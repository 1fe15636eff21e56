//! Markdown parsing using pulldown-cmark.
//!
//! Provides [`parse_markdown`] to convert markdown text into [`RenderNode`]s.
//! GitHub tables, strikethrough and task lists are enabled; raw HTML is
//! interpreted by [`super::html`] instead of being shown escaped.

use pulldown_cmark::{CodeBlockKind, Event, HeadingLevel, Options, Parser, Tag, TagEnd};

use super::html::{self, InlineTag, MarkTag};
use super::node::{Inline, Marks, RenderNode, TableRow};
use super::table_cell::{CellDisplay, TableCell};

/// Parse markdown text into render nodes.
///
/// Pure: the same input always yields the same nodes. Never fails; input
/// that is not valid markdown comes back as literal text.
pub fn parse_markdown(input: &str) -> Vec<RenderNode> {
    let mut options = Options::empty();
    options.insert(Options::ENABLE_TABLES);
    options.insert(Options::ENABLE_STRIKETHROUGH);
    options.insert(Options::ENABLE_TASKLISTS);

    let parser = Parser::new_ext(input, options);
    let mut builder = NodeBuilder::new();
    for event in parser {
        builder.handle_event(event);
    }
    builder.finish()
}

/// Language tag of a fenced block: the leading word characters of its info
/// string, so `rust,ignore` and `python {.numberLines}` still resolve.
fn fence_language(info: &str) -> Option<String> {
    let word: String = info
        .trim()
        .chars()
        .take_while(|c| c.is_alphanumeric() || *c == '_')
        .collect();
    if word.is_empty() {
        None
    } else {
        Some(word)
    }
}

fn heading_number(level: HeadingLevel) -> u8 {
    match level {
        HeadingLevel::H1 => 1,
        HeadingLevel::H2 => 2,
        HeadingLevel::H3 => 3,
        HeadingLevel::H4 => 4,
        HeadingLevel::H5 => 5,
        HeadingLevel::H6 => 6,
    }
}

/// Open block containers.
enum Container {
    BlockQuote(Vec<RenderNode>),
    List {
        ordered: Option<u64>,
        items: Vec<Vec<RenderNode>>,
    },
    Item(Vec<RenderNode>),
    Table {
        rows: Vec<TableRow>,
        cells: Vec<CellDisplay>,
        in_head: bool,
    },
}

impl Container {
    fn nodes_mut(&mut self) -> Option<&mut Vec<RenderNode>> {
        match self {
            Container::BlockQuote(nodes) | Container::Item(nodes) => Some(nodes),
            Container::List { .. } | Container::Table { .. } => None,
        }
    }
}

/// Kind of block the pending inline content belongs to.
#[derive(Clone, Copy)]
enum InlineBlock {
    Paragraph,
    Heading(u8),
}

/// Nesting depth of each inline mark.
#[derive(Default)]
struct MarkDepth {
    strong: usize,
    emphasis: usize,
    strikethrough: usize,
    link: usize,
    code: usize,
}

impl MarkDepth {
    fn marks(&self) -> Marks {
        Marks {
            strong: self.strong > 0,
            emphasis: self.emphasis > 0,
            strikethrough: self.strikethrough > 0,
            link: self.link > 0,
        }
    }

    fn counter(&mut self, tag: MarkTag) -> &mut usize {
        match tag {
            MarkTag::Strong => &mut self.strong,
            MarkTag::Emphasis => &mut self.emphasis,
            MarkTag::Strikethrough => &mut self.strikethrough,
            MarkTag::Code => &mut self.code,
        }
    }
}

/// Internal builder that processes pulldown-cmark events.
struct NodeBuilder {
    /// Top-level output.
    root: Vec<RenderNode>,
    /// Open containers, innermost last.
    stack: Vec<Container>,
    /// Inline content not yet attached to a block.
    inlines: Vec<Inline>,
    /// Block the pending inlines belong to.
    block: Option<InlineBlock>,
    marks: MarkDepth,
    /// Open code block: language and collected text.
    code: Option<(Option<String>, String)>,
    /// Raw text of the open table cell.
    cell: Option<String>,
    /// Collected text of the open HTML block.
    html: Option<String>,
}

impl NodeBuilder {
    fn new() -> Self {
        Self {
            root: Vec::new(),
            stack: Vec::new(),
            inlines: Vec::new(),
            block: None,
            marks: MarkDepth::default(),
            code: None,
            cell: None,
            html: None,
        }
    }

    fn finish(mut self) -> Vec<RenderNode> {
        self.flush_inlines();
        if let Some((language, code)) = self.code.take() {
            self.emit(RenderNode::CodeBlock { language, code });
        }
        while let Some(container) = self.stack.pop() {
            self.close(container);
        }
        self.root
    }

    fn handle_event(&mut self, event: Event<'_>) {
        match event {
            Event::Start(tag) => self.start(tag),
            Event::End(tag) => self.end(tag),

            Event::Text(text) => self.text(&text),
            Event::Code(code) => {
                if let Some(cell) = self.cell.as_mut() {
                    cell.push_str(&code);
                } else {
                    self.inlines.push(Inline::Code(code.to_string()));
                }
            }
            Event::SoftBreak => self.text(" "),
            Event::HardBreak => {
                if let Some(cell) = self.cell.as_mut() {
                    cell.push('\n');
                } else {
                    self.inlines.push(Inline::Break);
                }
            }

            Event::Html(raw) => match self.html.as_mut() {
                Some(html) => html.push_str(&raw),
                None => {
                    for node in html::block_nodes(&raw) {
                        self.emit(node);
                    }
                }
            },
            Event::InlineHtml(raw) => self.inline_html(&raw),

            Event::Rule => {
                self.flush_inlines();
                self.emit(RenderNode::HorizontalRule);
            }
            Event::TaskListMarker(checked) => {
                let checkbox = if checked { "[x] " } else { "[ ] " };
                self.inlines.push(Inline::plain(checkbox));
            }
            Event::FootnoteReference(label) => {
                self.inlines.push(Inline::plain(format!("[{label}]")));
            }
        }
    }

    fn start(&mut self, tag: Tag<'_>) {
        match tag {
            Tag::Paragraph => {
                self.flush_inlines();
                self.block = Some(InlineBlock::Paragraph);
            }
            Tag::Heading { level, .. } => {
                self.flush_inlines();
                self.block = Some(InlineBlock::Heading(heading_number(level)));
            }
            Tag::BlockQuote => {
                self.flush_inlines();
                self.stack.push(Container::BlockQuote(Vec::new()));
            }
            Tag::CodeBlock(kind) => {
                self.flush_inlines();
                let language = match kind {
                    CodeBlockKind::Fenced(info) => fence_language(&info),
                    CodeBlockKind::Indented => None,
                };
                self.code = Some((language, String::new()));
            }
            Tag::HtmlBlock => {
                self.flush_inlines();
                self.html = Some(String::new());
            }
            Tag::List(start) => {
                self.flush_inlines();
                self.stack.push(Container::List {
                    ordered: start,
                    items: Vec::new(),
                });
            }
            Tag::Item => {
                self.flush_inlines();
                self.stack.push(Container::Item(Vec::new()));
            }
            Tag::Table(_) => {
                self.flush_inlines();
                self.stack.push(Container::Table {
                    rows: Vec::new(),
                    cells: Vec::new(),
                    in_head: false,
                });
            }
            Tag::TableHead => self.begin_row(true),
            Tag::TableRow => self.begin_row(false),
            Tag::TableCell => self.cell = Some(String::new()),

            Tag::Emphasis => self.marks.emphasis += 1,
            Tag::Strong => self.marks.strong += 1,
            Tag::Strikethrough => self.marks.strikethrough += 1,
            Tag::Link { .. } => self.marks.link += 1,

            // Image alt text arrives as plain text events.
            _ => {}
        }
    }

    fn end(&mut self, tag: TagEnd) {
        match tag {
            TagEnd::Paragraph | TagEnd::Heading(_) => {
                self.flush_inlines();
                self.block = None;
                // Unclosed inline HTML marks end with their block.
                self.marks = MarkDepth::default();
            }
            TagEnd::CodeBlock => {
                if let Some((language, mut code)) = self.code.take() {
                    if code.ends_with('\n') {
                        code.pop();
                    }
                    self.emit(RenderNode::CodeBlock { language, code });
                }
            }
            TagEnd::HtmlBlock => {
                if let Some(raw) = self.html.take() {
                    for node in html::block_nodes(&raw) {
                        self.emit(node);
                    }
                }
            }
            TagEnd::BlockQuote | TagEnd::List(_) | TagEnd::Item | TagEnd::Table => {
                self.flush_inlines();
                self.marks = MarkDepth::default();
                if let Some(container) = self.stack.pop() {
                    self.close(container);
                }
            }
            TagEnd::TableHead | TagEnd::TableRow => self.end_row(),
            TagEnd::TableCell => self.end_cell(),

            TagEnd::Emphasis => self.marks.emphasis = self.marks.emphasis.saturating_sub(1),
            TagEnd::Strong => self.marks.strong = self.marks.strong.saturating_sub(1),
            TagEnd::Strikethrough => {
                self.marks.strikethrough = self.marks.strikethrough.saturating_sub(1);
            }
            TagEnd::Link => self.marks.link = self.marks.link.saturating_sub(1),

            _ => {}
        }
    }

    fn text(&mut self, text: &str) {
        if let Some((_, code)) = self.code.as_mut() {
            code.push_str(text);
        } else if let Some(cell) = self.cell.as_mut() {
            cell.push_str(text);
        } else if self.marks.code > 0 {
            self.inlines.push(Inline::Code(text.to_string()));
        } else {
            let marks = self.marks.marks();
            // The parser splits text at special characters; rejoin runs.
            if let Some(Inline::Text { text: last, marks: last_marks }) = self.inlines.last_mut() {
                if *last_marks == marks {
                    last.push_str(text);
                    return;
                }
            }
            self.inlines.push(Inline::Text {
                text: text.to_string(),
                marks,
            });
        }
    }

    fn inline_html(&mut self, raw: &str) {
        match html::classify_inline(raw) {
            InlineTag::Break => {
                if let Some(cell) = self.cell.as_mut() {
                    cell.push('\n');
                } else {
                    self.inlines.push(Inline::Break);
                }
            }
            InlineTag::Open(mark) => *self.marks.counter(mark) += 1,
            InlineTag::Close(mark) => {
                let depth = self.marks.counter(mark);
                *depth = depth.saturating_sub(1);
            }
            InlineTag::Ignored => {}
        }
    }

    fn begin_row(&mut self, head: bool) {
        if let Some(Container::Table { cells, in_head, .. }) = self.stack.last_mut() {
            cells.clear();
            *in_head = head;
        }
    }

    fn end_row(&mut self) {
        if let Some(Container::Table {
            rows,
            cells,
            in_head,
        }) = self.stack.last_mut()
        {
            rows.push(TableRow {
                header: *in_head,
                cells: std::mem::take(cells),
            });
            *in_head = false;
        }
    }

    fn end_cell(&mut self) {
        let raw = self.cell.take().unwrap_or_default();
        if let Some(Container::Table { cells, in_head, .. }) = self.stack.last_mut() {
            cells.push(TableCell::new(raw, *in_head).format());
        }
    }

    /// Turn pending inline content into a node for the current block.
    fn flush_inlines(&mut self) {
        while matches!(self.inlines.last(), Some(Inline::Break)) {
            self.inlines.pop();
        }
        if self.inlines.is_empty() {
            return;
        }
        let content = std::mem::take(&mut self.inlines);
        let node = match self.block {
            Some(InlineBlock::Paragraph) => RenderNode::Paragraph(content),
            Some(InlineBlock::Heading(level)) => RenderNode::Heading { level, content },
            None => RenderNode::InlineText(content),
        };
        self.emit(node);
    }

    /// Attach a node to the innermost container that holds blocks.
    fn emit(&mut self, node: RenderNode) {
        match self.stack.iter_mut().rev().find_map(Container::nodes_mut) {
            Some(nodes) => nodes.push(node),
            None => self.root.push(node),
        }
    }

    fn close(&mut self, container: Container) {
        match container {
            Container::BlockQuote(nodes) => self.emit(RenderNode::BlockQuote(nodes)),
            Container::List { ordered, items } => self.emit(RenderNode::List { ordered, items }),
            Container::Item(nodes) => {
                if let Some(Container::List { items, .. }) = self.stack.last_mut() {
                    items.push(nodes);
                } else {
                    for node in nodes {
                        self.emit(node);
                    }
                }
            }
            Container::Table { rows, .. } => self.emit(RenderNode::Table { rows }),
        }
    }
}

------------------------------------------------------------

Work order - Among the lines above, find the ones containing "TableRow" and copy them.

Task solution -
use super::node::{Inline, Marks, RenderNode, TableRow};
        rows: Vec<TableRow>,
            Tag::TableRow => self.begin_row(false),
            TagEnd::TableHead | TagEnd::TableRow => self.end_row(),
            rows.push(TableRow {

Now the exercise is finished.